Summary The existing methods for cryopreservation of very low count sperm samples are complex and sub‐optimal for individual spermatozoa. Our purpose is to establish an effective simple method for cryoprotecting individual spermatozoa. Samples from patients with OTA were mixed with TYB or HEPES‐buffered salt solution with glycerol + glucose and placed on a Cryolock that was plunged directly into liquid nitrogen or exposed to its vapors. Thawing was performed by direct immersion into a drop of warmed medium. The favorable method was tested on diluted samples (10–50 cells) and leftover TESE specimens from patients with azoospermia. Cryopreservation was considered successful if >30 spermatozoa, (>3 motile), or >5 spermatozoa (>1 motile) in diluted and TESE samples, were detected post‐thawing. A significantly higher survival rate of seminal spermatozoa was obtained when using the Cryolock with TYB and freezing with liquid nitrogen vapor, compared to HEPES glycerol‐glucose (95 vs. 35% respectively).

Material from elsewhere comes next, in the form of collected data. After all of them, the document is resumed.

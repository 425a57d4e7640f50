//! Logging initialization

use tracing_subscriber::EnvFilter;

/// Initialize logging to stderr
///
/// `RUST_LOG` wins when set; otherwise the level is `info`, or `debug`
/// with the debug flag. Stdout stays free for command output.
pub fn init_logging(debug: bool) {
    let default_level = if debug { "debug" } else { "info" };

    tracing_subscriber::fmt()
        .with_writer(std::io::stderr)
        .with_env_filter(
            EnvFilter::try_from_default_env().unwrap_or_else(|_| EnvFilter::new(default_level)),
        )
        .with_target(debug)
        .with_file(debug)
        .with_line_number(debug)
        .init();
}
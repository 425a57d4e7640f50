//! Shared fixtures for integration tests
//!
//! Builds small clusters out of realistic objects: a coredns Deployment with
//! its ReplicaSet and Pods, plus assorted cluster-scoped and namespaced objects.

#![allow(dead_code)]

use std::path::Path;

use kubedump::InMemoryCluster;
use kubedump::models::ResourceTypeDescriptor;
use serde_json::{Value, json};

pub const NAMESPACE: &str = "kube-system";

pub fn core(plural: &str, kind: &str, namespaced: bool) -> ResourceTypeDescriptor {
    ResourceTypeDescriptor::new("", "v1", plural, kind, namespaced)
}

pub fn apps(plural: &str, kind: &str) -> ResourceTypeDescriptor {
    ResourceTypeDescriptor::new("apps", "v1", plural, kind, true)
}

/// The resource types a small cluster serves, including one subresource
pub fn standard_types() -> Vec<ResourceTypeDescriptor> {
    vec![
        core("namespaces", "Namespace", false),
        core("nodes", "Node", false),
        core("configmaps", "ConfigMap", true),
        core("events", "Event", true),
        core("pods", "Pod", true),
        core("pods/log", "Pod", true).with_verbs(&["get"]),
        apps("deployments", "Deployment"),
        apps("replicasets", "ReplicaSet"),
    ]
}

pub fn cluster_with(objects: Vec<Value>) -> InMemoryCluster {
    let cluster = standard_types()
        .into_iter()
        .fold(InMemoryCluster::new(), InMemoryCluster::with_type);
    objects.into_iter().fold(cluster, InMemoryCluster::with_object)
}

fn owner_refs(owner_kind: &str, owners: &[(&str, &str)]) -> Value {
    owners
        .iter()
        .map(|(name, uid)| {
            json!({
                "apiVersion": "apps/v1",
                "kind": owner_kind,
                "name": name,
                "uid": uid,
                "controller": true,
                "blockOwnerDeletion": true
            })
        })
        .collect()
}

pub fn namespace(name: &str) -> Value {
    json!({
        "apiVersion": "v1",
        "kind": "Namespace",
        "metadata": {"name": name, "uid": format!("ns-{name}"), "resourceVersion": "4"},
        "spec": {"finalizers": ["kubernetes"]},
        "status": {"phase": "Active"}
    })
}

pub fn node(name: &str) -> Value {
    json!({
        "apiVersion": "v1",
        "kind": "Node",
        "metadata": {"name": name, "uid": format!("node-{name}"), "labels": {"kubernetes.io/hostname": name}},
        "spec": {"podCIDR": "10.244.0.0/24"},
        "status": {"nodeInfo": {"kubeletVersion": "v1.31.0"}}
    })
}

pub fn config_map(name: &str, namespace: &str) -> Value {
    json!({
        "apiVersion": "v1",
        "kind": "ConfigMap",
        "metadata": {
            "name": name,
            "namespace": namespace,
            "uid": format!("cm-{name}"),
            "resourceVersion": "231",
            "creationTimestamp": "2024-05-01T10:00:00Z",
            "labels": {"app": name}
        },
        "data": {"zone": "cluster.local"}
    })
}

pub fn event(name: &str, namespace: &str) -> Value {
    json!({
        "apiVersion": "v1",
        "kind": "Event",
        "metadata": {"name": name, "namespace": namespace, "uid": format!("ev-{name}")},
        "reason": "Scheduled",
        "type": "Normal"
    })
}

pub fn deployment(name: &str, namespace: &str, uid: &str) -> Value {
    json!({
        "apiVersion": "apps/v1",
        "kind": "Deployment",
        "metadata": {
            "name": name,
            "namespace": namespace,
            "uid": uid,
            "generation": 3,
            "resourceVersion": "1200",
            "labels": {"k8s-app": "kube-dns"},
            "annotations": {"deployment.kubernetes.io/revision": "1"}
        },
        "spec": {
            "replicas": 2,
            "selector": {"matchLabels": {"k8s-app": "kube-dns"}},
            "template": {
                "metadata": {"labels": {"k8s-app": "kube-dns"}, "creationTimestamp": null},
                "spec": {
                    "dnsPolicy": "Default",
                    "serviceAccountName": "coredns",
                    "terminationGracePeriodSeconds": 30,
                    "containers": [{
                        "name": "coredns",
                        "image": "registry.k8s.io/coredns/coredns:v1.11.1",
                        "terminationMessagePath": "/dev/termination-log"
                    }]
                }
            }
        },
        "status": {"readyReplicas": 2, "replicas": 2}
    })
}

pub fn replica_set(name: &str, namespace: &str, uid: &str, owners: &[(&str, &str)]) -> Value {
    json!({
        "apiVersion": "apps/v1",
        "kind": "ReplicaSet",
        "metadata": {
            "name": name,
            "namespace": namespace,
            "uid": uid,
            "resourceVersion": "1199",
            "labels": {"k8s-app": "kube-dns", "pod-template-hash": "5d78"},
            "ownerReferences": owner_refs("Deployment", owners)
        },
        "spec": {
            "replicas": 2,
            "template": {
                "metadata": {"labels": {"k8s-app": "kube-dns"}},
                "spec": {
                    "dnsPolicy": "Default",
                    "containers": [{"name": "coredns", "image": "registry.k8s.io/coredns/coredns:v1.11.1"}]
                }
            }
        },
        "status": {"availableReplicas": 2}
    })
}

pub fn pod(name: &str, namespace: &str, uid: &str, owners: &[(&str, &str)]) -> Value {
    json!({
        "apiVersion": "v1",
        "kind": "Pod",
        "metadata": {
            "name": name,
            "namespace": namespace,
            "uid": uid,
            "resourceVersion": "1300",
            "generateName": "coredns-5d78-",
            "labels": {"k8s-app": "kube-dns"},
            "ownerReferences": owner_refs("ReplicaSet", owners)
        },
        "spec": {
            "dnsPolicy": "ClusterFirst",
            "nodeName": "worker-1",
            "serviceAccountName": "default",
            "terminationGracePeriodSeconds": 30,
            "restartPolicy": "Always",
            "containers": [{
                "name": "coredns",
                "image": "registry.k8s.io/coredns/coredns:v1.11.1",
                "terminationMessagePath": "/dev/termination-log"
            }]
        },
        "status": {"phase": "Running", "podIP": "10.244.0.5"}
    })
}

/// The coredns chain: Deployment -> ReplicaSet -> two Pods
pub fn coredns_chain() -> Vec<Value> {
    vec![
        deployment("coredns", NAMESPACE, "uid-deploy"),
        replica_set("coredns-5d78", NAMESPACE, "uid-rs", &[("coredns", "uid-deploy")]),
        pod("coredns-5d78-a", NAMESPACE, "uid-pod-a", &[("coredns-5d78", "uid-rs")]),
        pod("coredns-5d78-b", NAMESPACE, "uid-pod-b", &[("coredns-5d78", "uid-rs")]),
    ]
}

/// Parse a written manifest back into a JSON value
pub fn parse_manifest(content: &str) -> Value {
    serde_yaml::from_str(content).expect("manifest is valid YAML")
}

/// Number of `<Kind>/<Name>` segments between `base` and the file's directory
pub fn ownership_depth(base: &Path, file: &Path) -> usize {
    let relative = file.strip_prefix(base).expect("file lies under the data dir");
    (relative.components().count() - 1) / 2
}
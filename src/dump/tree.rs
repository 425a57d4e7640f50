//! Tree materializer
//!
//! Walks a `DependencyGraph` from its root key, fetching each object live,
//! and writes it at a path that mirrors its ownership chain:
//!
//! ```text
//! <dataDir>/coredns.yaml                                   root
//! <dataDir>/ReplicaSet/coredns-5d78/coredns-5d78.yaml      owned by root
//! <dataDir>/ReplicaSet/coredns-5d78/Pod/coredns-5d78-x/coredns-5d78-x.yaml
//! ```
//!
//! The walk keeps its own stack instead of recursing, and refuses to enter
//! an owner that is already on the current path.

use std::collections::HashSet;
use std::path::{Path, PathBuf};

use super::manifest::store_manifest;
use super::{DumpError, DumpReport, MissingObjectPolicy, SkippedObject};
use crate::cluster::ClusterApi;
use crate::models::{OwnerKey, ResourceIdentity, object_kind, object_uid};
use crate::storage::StorageWriter;

use super::graph::DependencyGraph;

pub struct TreeMaterializer<'a> {
    cluster: &'a dyn ClusterApi,
    storage: &'a dyn StorageWriter,
    data_dir: &'a Path,
    sanitize: bool,
    missing_objects: MissingObjectPolicy,
}

/// One owner whose children are being written
struct Frame<'g> {
    owner: OwnerKey,
    prefix: PathBuf,
    children: std::slice::Iter<'g, ResourceIdentity>,
}

/// What the walk needs to know about a written object
struct Written {
    uid: Option<String>,
    kind: String,
}

impl<'a> TreeMaterializer<'a> {
    pub fn new(
        cluster: &'a dyn ClusterApi,
        storage: &'a dyn StorageWriter,
        data_dir: &'a Path,
        sanitize: bool,
        missing_objects: MissingObjectPolicy,
    ) -> Self {
        Self {
            cluster,
            storage,
            data_dir,
            sanitize,
            missing_objects,
        }
    }

    /// Write every object reachable from the graph's root key
    pub async fn materialize(
        &self,
        graph: &DependencyGraph,
        report: &mut DumpReport,
    ) -> Result<(), DumpError> {
        let mut active: HashSet<OwnerKey> = HashSet::from([OwnerKey::Root]);
        let mut stack = vec![Frame {
            owner: OwnerKey::Root,
            prefix: self.data_dir.to_path_buf(),
            children: graph.children(&OwnerKey::Root).iter(),
        }];

        while let Some(frame) = stack.last_mut() {
            let Some(child) = frame.children.next() else {
                if let Some(done) = stack.pop() {
                    active.remove(&done.owner);
                }
                continue;
            };
            let at_root = frame.owner.is_root();
            let prefix = frame.prefix.clone();

            let Some(written) = self.write_object(child, &prefix, at_root, report).await? else {
                continue;
            };
            let Some(uid) = written.uid else {
                continue;
            };

            let key = OwnerKey::Uid(uid);
            if active.contains(&key) {
                tracing::warn!("Owner cycle at {}, not descending again", child);
                report.cycles_broken += 1;
                continue;
            }

            let child_prefix = if at_root {
                prefix
            } else {
                prefix.join(&written.kind).join(&child.name)
            };
            stack.push(Frame {
                children: graph.children(&key).iter(),
                owner: key.clone(),
                prefix: child_prefix,
            });
            active.insert(key);
        }

        Ok(())
    }

    /// Fetch one object and write it under `prefix`
    ///
    /// Returns `None` when the object vanished and the policy allows skipping it.
    async fn write_object(
        &self,
        identity: &ResourceIdentity,
        prefix: &Path,
        at_root: bool,
        report: &mut DumpReport,
    ) -> Result<Option<Written>, DumpError> {
        let obj = match self
            .cluster
            .get(&identity.resource, identity.request_namespace(), &identity.name)
            .await
        {
            Ok(obj) => obj,
            Err(e) if e.is_not_found() && self.missing_objects == MissingObjectPolicy::Skip => {
                tracing::warn!("Skipping {}: {}", identity, e);
                report.skipped.push(SkippedObject::new(identity, e.to_string()));
                return Ok(None);
            }
            Err(e) => return Err(e.into()),
        };

        let uid = object_uid(&obj).map(str::to_string);
        let kind = object_kind(&obj).unwrap_or(&identity.kind).to_string();
        let path = object_path(prefix, &kind, &identity.name, at_root);

        store_manifest(self.storage, &path, obj, &kind, &identity.name, self.sanitize)?;
        report.written.push(path);

        Ok(Some(Written { uid, kind }))
    }
}

/// `<prefix>/<name>.yaml` for the root, `<prefix>/<Kind>/<name>/<name>.yaml` below it
fn object_path(prefix: &Path, kind: &str, name: &str, at_root: bool) -> PathBuf {
    let file = format!("{name}.yaml");
    if at_root {
        prefix.join(file)
    } else {
        prefix.join(kind).join(name).join(file)
    }
}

Plunging the Cryolock into liquid nitrogen was detrimental. Cryolock combined with TYB cryoprotection and liquid nitrogen vapor freezing was highly effective for cryopreservation of individual spermatozoa in diluted and TESE samples. The Cryolock may serve for freezing very low‐count sperm samples and individual spermatozoa. This method offers simplicity, efficacy, use of available materials, without requiring micromanipulation equipment or skills.